Tdap is a shot that has been given to older children and adults since 2005.
To keep your family safe:
- Each time you are pregnant, get a Tdap shot during the third trimester. The vaccine will help your body create disease-fighting antibodies. "Moms pass the antibodies on to babies before birth," Edwards says. This helps protect your baby before she gets her first DTaP vaccine at 2 months old.
- Make sure family and household members get a Tdap shot 2 weeks before coming into contact with your baby. Because pertussis vaccines don't offer lifetime protection, anyone over age 10 who will be around the baby should get Tdap. That includes siblings, parents, grandparents, cousins, and caregivers.
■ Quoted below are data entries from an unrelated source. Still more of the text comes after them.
use std::collections::HashSet;

/// Strips markup from user-supplied display text before it is stored.
///
/// Tags are removed outright, `<script>`/`<style>` together with their content.
/// The serializer escapes what is left, so those entities are decoded again and
/// the stored value is the plain text the student typed. Subject and topic labels
/// are not cleaned because analytics group on their exact stored text.
pub fn clean_text(input: &str) -> String {
    let mut builder = ammonia::Builder::empty();
    builder.clean_content_tags(HashSet::from(["script", "style"]));
    let escaped = builder.clean(input).to_string();

    // `&amp;` goes last so an escaped entity like `&amp;lt;` stays literal.
    escaped
        .replace("&lt;", "<")
        .replace("&gt;", ">")
        .replace("&quot;", "\"")
        .replace("&#39;", "'")
        .replace("&nbsp;", "\u{a0}")
        .replace("&amp;", "&")
        .trim()
        .to_string()
}
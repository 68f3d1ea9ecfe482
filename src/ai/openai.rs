// src/ai/openai.rs

use std::time::Duration;

use async_trait::async_trait;
use serde::{Deserialize, Serialize};
use url::Url;

use super::{AiError, ChatMessage, CompletionProvider, Role};

/// Talks to any OpenAI-compatible `/chat/completions` endpoint (Groq by default).
pub struct OpenAiCompatibleProvider {
    http_client: reqwest::Client,
    endpoint: String,
    api_key: String,
    model: String,
}

#[derive(Debug, Serialize)]
struct ChatCompletionRequest<'a> {
    model: &'a str,
    messages: Vec<WireMessage<'a>>,
    temperature: f32,
}

#[derive(Debug, Serialize)]
struct WireMessage<'a> {
    role: Role,
    content: &'a str,
}

#[derive(Debug, Deserialize)]
struct ChatCompletionResponse {
    choices: Vec<Choice>,
}

#[derive(Debug, Deserialize)]
struct Choice {
    message: ReplyMessage,
}

#[derive(Debug, Deserialize)]
struct ReplyMessage {
    #[serde(default)]
    content: Option<String>,
}

impl OpenAiCompatibleProvider {
    pub fn new(
        base_url: Url,
        api_key: String,
        model: String,
        timeout_secs: u64,
    ) -> Result<Self, AiError> {
        let http_client = reqwest::Client::builder()
            .timeout(Duration::from_secs(timeout_secs))
            .build()?;

        Ok(Self {
            http_client,
            endpoint: completions_endpoint(&base_url),
            api_key,
            model,
        })
    }
}

fn completions_endpoint(base_url: &Url) -> String {
    format!("{}/chat/completions", base_url.as_str().trim_end_matches('/'))
}

fn build_request<'a>(
    model: &'a str,
    system: Option<&'a str>,
    messages: &'a [ChatMessage],
) -> ChatCompletionRequest<'a> {
    let mut wire = Vec::with_capacity(messages.len() + 1);
    if let Some(system) = system {
        wire.push(WireMessage {
            role: Role::System,
            content: system,
        });
    }
    wire.extend(messages.iter().map(|m| WireMessage {
        role: m.role,
        content: &m.content,
    }));

    ChatCompletionRequest {
        model,
        messages: wire,
        temperature: 0.7,
    }
}

fn first_reply(response: ChatCompletionResponse) -> Result<String, AiError> {
    response
        .choices
        .into_iter()
        .next()
        .and_then(|c| c.message.content)
        .filter(|c| !c.trim().is_empty())
        .ok_or(AiError::EmptyReply)
}

#[async_trait]
impl CompletionProvider for OpenAiCompatibleProvider {
    fn name(&self) -> &str {
        "openai-compatible"
    }

    async fn complete(
        &self,
        system: Option<&str>,
        messages: &[ChatMessage],
    ) -> Result<String, AiError> {
        let request = build_request(&self.model, system, messages);

        let response = self
            .http_client
            .post(&self.endpoint)
            .bearer_auth(&self.api_key)
            .json(&request)
            .send()
            .await?;

        if !response.status().is_success() {
            let status = response.status().as_u16();
            let body = response.text().await.unwrap_or_default();
            return Err(AiError::Status { status, body });
        }

        let parsed: ChatCompletionResponse = response.json().await?;
        first_reply(parsed)
    }
}
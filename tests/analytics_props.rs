// tests/analytics_props.rs

use chrono::{TimeZone, Utc};
use exam_analytics::analytics::{self, mistakes::MistakeKind};
use exam_analytics::models::mock_test::{GradedQuestion, TestSession};
use proptest::prelude::*;

const SUBJECTS: &[&str] = &["Math", "Physics", "Chemistry"];
const TOPICS: &[&str] = &["Algebra", "Optics", "Kinetics", "Mechanics"];

fn question() -> impl Strategy<Value = GradedQuestion> {
    (
        0..SUBJECTS.len(),
        0..TOPICS.len(),
        any::<bool>(),
        0i32..600,
    )
        .prop_map(|(s, t, is_correct, secs)| GradedQuestion {
            id: 0,
            test_id: 1,
            question_number: 1,
            subject: SUBJECTS[s].to_string(),
            topic: TOPICS[t].to_string(),
            is_correct,
            time_spent_seconds: secs,
            difficulty: "medium".to_string(),
        })
}

fn test_session() -> impl Strategy<Value = TestSession> {
    (0u32..=1000, 0i64..1_000_000).prop_map(|(tenths, offset)| TestSession {
        id: offset,
        user_id: 1,
        test_name: format!("Mock {}", offset),
        exam_type: "jee".to_string(),
        total_score: 0,
        max_score: 0,
        accuracy: tenths as f64 / 10.0,
        time_taken_minutes: 0,
        created_at: Utc.timestamp_opt(1_700_000_000 + offset, 0).unwrap(),
    })
}

proptest! {
    #[test]
    fn subject_totals_cover_every_question(questions in prop::collection::vec(question(), 0..80)) {
        let subjects = analytics::subject_performance(&questions);

        let total: u32 = subjects.iter().map(|s| s.total).sum();
        let correct: u32 = subjects.iter().map(|s| s.correct).sum();
        prop_assert_eq!(total as usize, questions.len());
        prop_assert_eq!(correct as usize, questions.iter().filter(|q| q.is_correct).count());

        for s in &subjects {
            prop_assert!(s.accuracy <= 100);
            prop_assert!(s.mastery <= 100);
            prop_assert!(s.correct <= s.total);
        }
    }

    #[test]
    fn weak_and_strong_never_overlap(questions in prop::collection::vec(question(), 0..80)) {
        let topics = analytics::topic_performance(&questions);
        let weak = analytics::weak_topics(&topics);
        let strong = analytics::strong_topics(&topics);

        prop_assert!(weak.iter().all(|t| t.accuracy < 50));
        prop_assert!(strong.iter().all(|t| t.accuracy >= 75));
        prop_assert!(weak.windows(2).all(|w| w[0].accuracy <= w[1].accuracy));
        prop_assert!(strong.windows(2).all(|w| w[0].accuracy >= w[1].accuracy));

        let middle = topics.iter().filter(|t| (50..75).contains(&t.accuracy)).count();
        prop_assert_eq!(weak.len() + strong.len() + middle, topics.len());
    }

    #[test]
    fn every_wrong_answer_is_classified(questions in prop::collection::vec(question(), 0..80)) {
        let tally = analytics::mistake_patterns(&questions);
        let wrong = questions.iter().filter(|q| !q.is_correct).count();

        prop_assert_eq!(tally.total() as usize, wrong);
        prop_assert_eq!(tally.count(MistakeKind::TimePressure), 0);
    }

    #[test]
    fn readiness_stays_in_range(
        avg in 0u32..=100,
        tests in 0usize..200,
        topics in 0usize..50,
        strong_share in 0.0f64..=1.0,
    ) {
        let strong = (topics as f64 * strong_share) as usize;
        prop_assert!(analytics::readiness(avg, tests, strong, topics) <= 100);
    }

    #[test]
    fn analyze_is_deterministic(
        tests in prop::collection::vec(test_session(), 0..10),
        questions in prop::collection::vec(question(), 0..60),
    ) {
        let first = analytics::analyze(&tests, &questions);
        let second = analytics::analyze(&tests, &questions);

        prop_assert!(first.stats.avg_accuracy <= 100);
        prop_assert_eq!(first.progress_data.len(), tests.len());
        prop_assert!(
            first.progress_data.windows(2).all(|w| w[0].date <= w[1].date)
        );
        prop_assert_eq!(
            serde_json::to_string(&first).unwrap(),
            serde_json::to_string(&second).unwrap()
        );
    }
}
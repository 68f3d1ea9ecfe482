// src/models/exam.rs

use serde::Serialize;

/// One entry of the supported exam catalogue.
#[derive(Debug, Clone, Copy, Serialize)]
pub struct ExamType {
    pub value: &'static str,
    pub label: &'static str,
    pub description: &'static str,
}

pub const EXAM_TYPES: &[ExamType] = &[
    ExamType {
        value: "jee",
        label: "JEE (Main + Advanced)",
        description: "Engineering entrance exam",
    },
    ExamType {
        value: "neet",
        label: "NEET",
        description: "Medical entrance exam",
    },
    ExamType {
        value: "upsc",
        label: "UPSC CSE",
        description: "Civil services examination",
    },
    ExamType {
        value: "cat",
        label: "CAT",
        description: "Management entrance exam",
    },
    ExamType {
        value: "gate",
        label: "GATE",
        description: "Graduate aptitude test",
    },
    ExamType {
        value: "ssc",
        label: "SSC CGL",
        description: "Staff selection commission",
    },
    ExamType {
        value: "banking",
        label: "Banking (IBPS/SBI)",
        description: "Banking sector exams",
    },
    ExamType {
        value: "other",
        label: "Other",
        description: "Custom competitive exam",
    },
];

/// Exam assumed for insights when the student has not picked one.
pub const DEFAULT_EXAM: &str = "jee";

pub fn find_exam(code: &str) -> Option<&'static ExamType> {
    EXAM_TYPES.iter().find(|e| e.value == code)
}

pub fn validate_exam_type(code: &str) -> Result<(), validator::ValidationError> {
    if find_exam(code).is_none() {
        return Err(validator::ValidationError::new("unknown_exam_type"));
    }
    Ok(())
}
// src/utils/jwt.rs

use std::time::{SystemTime, UNIX_EPOCH};

use axum::{
    body::Body,
    extract::State,
    http::{HeaderMap, Request, StatusCode, header},
    middleware::Next,
    response::Response,
};
use jsonwebtoken::{DecodingKey, EncodingKey, Header, Validation, decode, encode};
use serde::{Deserialize, Serialize};

use crate::{config::Config, error::AppError};

/// Name of the cookie carrying the session token.
pub const SESSION_COOKIE: &str = "session";

/// JWT Claims structure.
#[derive(Debug, Deserialize, Serialize, Clone)]
pub struct Claims {
    /// Subject - Stores the User ID (as string).
    pub sub: String,
    /// Issued-at as Unix timestamp.
    pub iat: usize,
    /// Expiration time as Unix timestamp.
    pub exp: usize,
}

impl Claims {
    pub fn user_id(&self) -> Result<i64, AppError> {
        self.sub
            .parse::<i64>()
            .map_err(|_| AppError::AuthError("Invalid token subject".to_string()))
    }
}

/// Signs a new session token for the user.
pub fn sign_jwt(user_id: i64, secret: &str, expiration_seconds: u64) -> Result<String, AppError> {
    let now = SystemTime::now()
        .duration_since(UNIX_EPOCH)
        .map_err(|e| AppError::InternalServerError(e.to_string()))?
        .as_secs() as usize;

    let exp = usize::try_from(expiration_seconds)
        .ok()
        .and_then(|secs| now.checked_add(secs))
        .ok_or_else(|| {
            AppError::InternalServerError(format!(
                "Token expiration of {}s is out of range",
                expiration_seconds
            ))
        })?;

    let claims = Claims {
        sub: user_id.to_string(),
        iat: now,
        exp,
    };

    encode(
        &Header::default(),
        &claims,
        &EncodingKey::from_secret(secret.as_bytes()),
    )
    .map_err(|e| AppError::InternalServerError(e.to_string()))
}

/// Verifies and decodes a JWT string.
pub fn verify_jwt(token: &str, secret: &str) -> Result<Claims, AppError> {
    let token_data = decode::<Claims>(
        token,
        &DecodingKey::from_secret(secret.as_bytes()),
        &Validation::default(),
    )
    .map_err(|_| AppError::AuthError("Invalid token".to_string()))?;

    Ok(token_data.claims)
}

/// Finds the session token: `Authorization: Bearer` wins over the `session` cookie.
pub fn session_token(headers: &HeaderMap) -> Option<&str> {
    let bearer = headers
        .get(header::AUTHORIZATION)
        .and_then(|value| value.to_str().ok())
        .and_then(|value| value.strip_prefix("Bearer "))
        .map(str::trim)
        .filter(|t| !t.is_empty());

    if bearer.is_some() {
        return bearer;
    }

    headers
        .get_all(header::COOKIE)
        .iter()
        .filter_map(|value| value.to_str().ok())
        .flat_map(|value| value.split(';'))
        .filter_map(|pair| pair.trim().split_once('='))
        .find(|(name, value)| *name == SESSION_COOKIE && !value.is_empty())
        .map(|(_, value)| value)
}

/// `Set-Cookie` value that stores the session token.
pub fn session_cookie(token: &str, max_age_secs: u64, secure: bool) -> String {
    let mut cookie = format!(
        "{}={}; HttpOnly; SameSite=Lax; Path=/; Max-Age={}",
        SESSION_COOKIE, token, max_age_secs
    );
    if secure {
        cookie.push_str("; Secure");
    }
    cookie
}

/// `Set-Cookie` value that removes the session cookie.
pub fn clear_session_cookie(secure: bool) -> String {
    session_cookie("", 0, secure)
}

/// Axum Middleware: Authentication.
///
/// Validates the session token from the header or cookie.
/// If valid, injects `Claims` into the request extensions for handlers to use.
/// If invalid or missing, returns 401 Unauthorized.
pub async fn auth_middleware(
    State(config): State<Config>,
    mut req: Request<Body>,
    next: Next,
) -> Result<Response, StatusCode> {
    let token = session_token(req.headers()).ok_or(StatusCode::UNAUTHORIZED)?;

    match verify_jwt(token, &config.jwt_secret) {
        Ok(claims) => {
            req.extensions_mut().insert(claims);
            Ok(next.run(req).await)
        }
        Err(_) => {
            tracing::debug!("Rejected request with invalid session token");
            Err(StatusCode::UNAUTHORIZED)
        }
    }
}

#[cfg(test)]
mod tests {
    use super::*;
    use axum::http::HeaderValue;

    const SECRET: &str = "unit_test_secret";

    #[test]
    fn test_sign_then_verify() {
        let token = sign_jwt(42, SECRET, 600).unwrap();
        let claims = verify_jwt(&token, SECRET).unwrap();
        assert_eq!(claims.user_id().unwrap(), 42);
        assert_eq!(claims.exp - claims.iat, 600);
    }

    #[test]
    fn test_sign_rejects_overflowing_expiration() {
        assert!(matches!(
            sign_jwt(1, "secret", u64::MAX),
            Err(AppError::InternalServerError(_))
        ));
    }

    #[test]
    fn test_verify_rejects_wrong_secret() {
        let token = sign_jwt(42, SECRET, 600).unwrap();
        assert!(matches!(
            verify_jwt(&token, "another_secret"),
            Err(AppError::AuthError(_))
        ));
    }

    #[test]
    fn test_session_token_from_cookie() {
        let mut headers = HeaderMap::new();
        headers.insert(
            header::COOKIE,
            HeaderValue::from_static("theme=dark; session=abc.def.ghi; other=1"),
        );
        assert_eq!(session_token(&headers), Some("abc.def.ghi"));
    }

    #[test]
    fn test_bearer_header_takes_precedence() {
        let mut headers = HeaderMap::new();
        headers.insert(header::COOKIE, HeaderValue::from_static("session=cookie"));
        headers.insert(header::AUTHORIZATION, HeaderValue::from_static("Bearer header"));
        assert_eq!(session_token(&headers), Some("header"));
    }

    #[test]
    fn test_missing_or_empty_token() {
        let mut headers = HeaderMap::new();
        assert_eq!(session_token(&headers), None);

        headers.insert(header::COOKIE, HeaderValue::from_static("session="));
        assert_eq!(session_token(&headers), None);
    }

    #[test]
    fn test_cookie_attributes() {
        let cookie = session_cookie("tok", 604800, true);
        assert_eq!(
            cookie,
            "session=tok; HttpOnly; SameSite=Lax; Path=/; Max-Age=604800; Secure"
        );
        assert!(clear_session_cookie(false).contains("Max-Age=0"));
        assert!(!clear_session_cookie(false).contains("Secure"));
    }
}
- Make sure your baby gets all doses of the DTaP vaccine on schedule. Your baby will get five doses of the vaccine in all, between the age of 2 months and 4 to 6 years old. The vaccines will keep your baby about 90% protected from getting whooping cough for at least 1 year after the last dose. Most children won't get whooping cough for the next 4 years.
Whooping Cough Symptoms
It usually starts with a runny or stuffy nose and sometimes a mild cough. After 1 to 2 weeks, you'll likely start coughing harder, especially at night. Whooping cough can last 10 weeks.
When to Call a Doctor
Call your baby’s doctor if she has cold symptoms and:
- Has not had the first three pertussis vaccines and has been exposed to someone who has a chronic cough
- Has a severe cough, trouble breathing, or difficulty feeding, or you are concerned
If you think you may have whooping cough, call your doctor promptly, especially if there is a whooping cough outbreak in your area.
Early treatment with antibiotics may ease your symptoms and keep the illness from spreading.